Ahhhh yes, the $2 bill. America’s most embarrassing piece of currency, its red-headed stepchild, its third nipple, its annoying aunt who overstays her welcome, its Milli Vanilli, its … ok I think you get it. The government was so embarrassed by its “sticks out like a sore thumb” appearance that they decided to get rid of it in 1966, but just like that hemorrhoid that you think has finally crawled back up, it was back ten years later with one hard gas letting cough.

It’s got to be the stupidest piece of money paper ever. Not just in America, but everywhere in the world. Nobody wants that damn thing, Christ, look at Jefferson’s face, it says “Are you fuckin’ kidding me? You’re putting me on this bullshit? I WROTE THE GODDAMN DECLARATION OF INDEPENDENCE!” Sorry Thomas, I feel for you, but hey, at least they felt bad enough for the practical joke they pulled and put you on the nickel too. I guess the other presidents were just better.
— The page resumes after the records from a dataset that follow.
//! Redundancy copy perturbation
//!
//! Identical reposts can be de-duplicated by upstream carriers, so every
//! redundancy copy must put distinct bytes on the wire. Copy 0 is the
//! article body as-is; copy *i* > 0 prepends a random salt and XORs the
//! body with a ChaCha20 keystream seeded from that salt:
//!
//! `salt(32) || (body XOR keystream(sha256(salt || copy_index)))`
//!
//! The transform is reversible and bounded; after stripping, every copy
//! decodes to identical plaintext.

use rand::rngs::OsRng;
use rand::{RngCore, SeedableRng};
use rand_chacha::ChaCha20Rng;

use crate::error::{IndexError, Result};
use silo_crypto::hash::sha256_concat;

/// Salt prefix length on perturbed copies
pub const COPY_SALT_LEN: usize = 32;

fn keystream_xor(salt: &[u8; COPY_SALT_LEN], redundancy: u8, body: &mut [u8]) {
    let seed = sha256_concat(&[salt, &[redundancy]]);
    let mut rng = ChaCha20Rng::from_seed(*seed.as_bytes());

    let mut keystream = vec![0u8; body.len()];
    rng.fill_bytes(&mut keystream);
    for (byte, key) in body.iter_mut().zip(keystream.iter()) {
        *byte ^= key;
    }
}

/// Produce the wire body for one redundancy copy
pub fn encode_copy(body: &[u8], redundancy: u8) -> Vec<u8> {
    if redundancy == 0 {
        return body.to_vec();
    }

    let mut salt = [0u8; COPY_SALT_LEN];
    OsRng.fill_bytes(&mut salt);

    let mut perturbed = body.to_vec();
    keystream_xor(&salt, redundancy, &mut perturbed);

    let mut out = Vec::with_capacity(COPY_SALT_LEN + perturbed.len());
    out.extend_from_slice(&salt);
    out.extend_from_slice(&perturbed);
    out
}

/// Strip the perturbation from a fetched copy
pub fn decode_copy(body: &[u8], redundancy: u8) -> Result<Vec<u8>> {
    if redundancy == 0 {
        return Ok(body.to_vec());
    }
    if body.len() < COPY_SALT_LEN {
        return Err(IndexError::MalformedCopy);
    }

    let mut salt = [0u8; COPY_SALT_LEN];
    salt.copy_from_slice(&body[..COPY_SALT_LEN]);

    let mut plain = body[COPY_SALT_LEN..].to_vec();
    keystream_xor(&salt, redundancy, &mut plain);
    Ok(plain)
}

#[cfg(test)]
mod tests {
    use super::*;

    #[test]
    fn test_copy_zero_passthrough() {
        let body = b"article body".to_vec();
        assert_eq!(encode_copy(&body, 0), body);
        assert_eq!(decode_copy(&body, 0).unwrap(), body);
    }

    #[test]
    fn test_copies_decode_to_identical_plaintext() {
        let body = b"the same ciphertext for every copy".to_vec();
        for redundancy in 1..=4u8 {
            let wire = encode_copy(&body, redundancy);
            assert_ne!(wire, body, "copy {} must differ on the wire", redundancy);
            assert_eq!(decode_copy(&wire, redundancy).unwrap(), body);
        }
    }

    #[test]
    fn test_copies_are_byte_distinct() {
        let body = vec![0xAA; 1000];
        let a = encode_copy(&body, 1);
        let b = encode_copy(&body, 1);
        // fresh salt every encode, so even same copy index differs
        assert_ne!(a, b);
    }

    #[test]
    fn test_truncated_copy_rejected() {
        assert!(matches!(
            decode_copy(&[0u8; 10], 1),
            Err(IndexError::MalformedCopy)
        ));
    }
}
I know that whenever I get a $2 bill from some gas station or check-cashing “store”, I get pissed. I don’t want that crap, my other money hates it, I can’t spend it, nobody will take it, so I just end up throwing the damn thing away. And how are you going to look “making it rain” up in the strip club with $2 bills? Everybody will know that you watch Masterpiece Theatre, NOVA and Antiques Roadshow, they’ll know that you were in high school marching band, and you like to squat over a floor-fan after getting out of the shower to get all your crevices dried out properly. Ok, maybe not the last thing, but it gives a good visual, and it really works well too, trust me.

Now where was I? Ahhhh yes! The idiocy that is the $2 bill. Have you ever heard a rapper brag about his Jefferson’s? NO! Not only will it NOT go away, but now it’s being offered in a full color version. Huh? And, if you buy one, you get one free. Doest mine ears deceive me? Free money you say? That’s how bad it is, they’ll give you two for one just to get rid of the shit. Here, take this money away, we hate it, it’s free, PLEASE TAKE IT!! But NO I say! I will not take it! It’s ugly, it’s awkward in public and it chews with its mouth open. So keep your practical joke money, I don’t care what you do with it, just keep that bullshit out of my wallet. Burn in Hell $2 bill.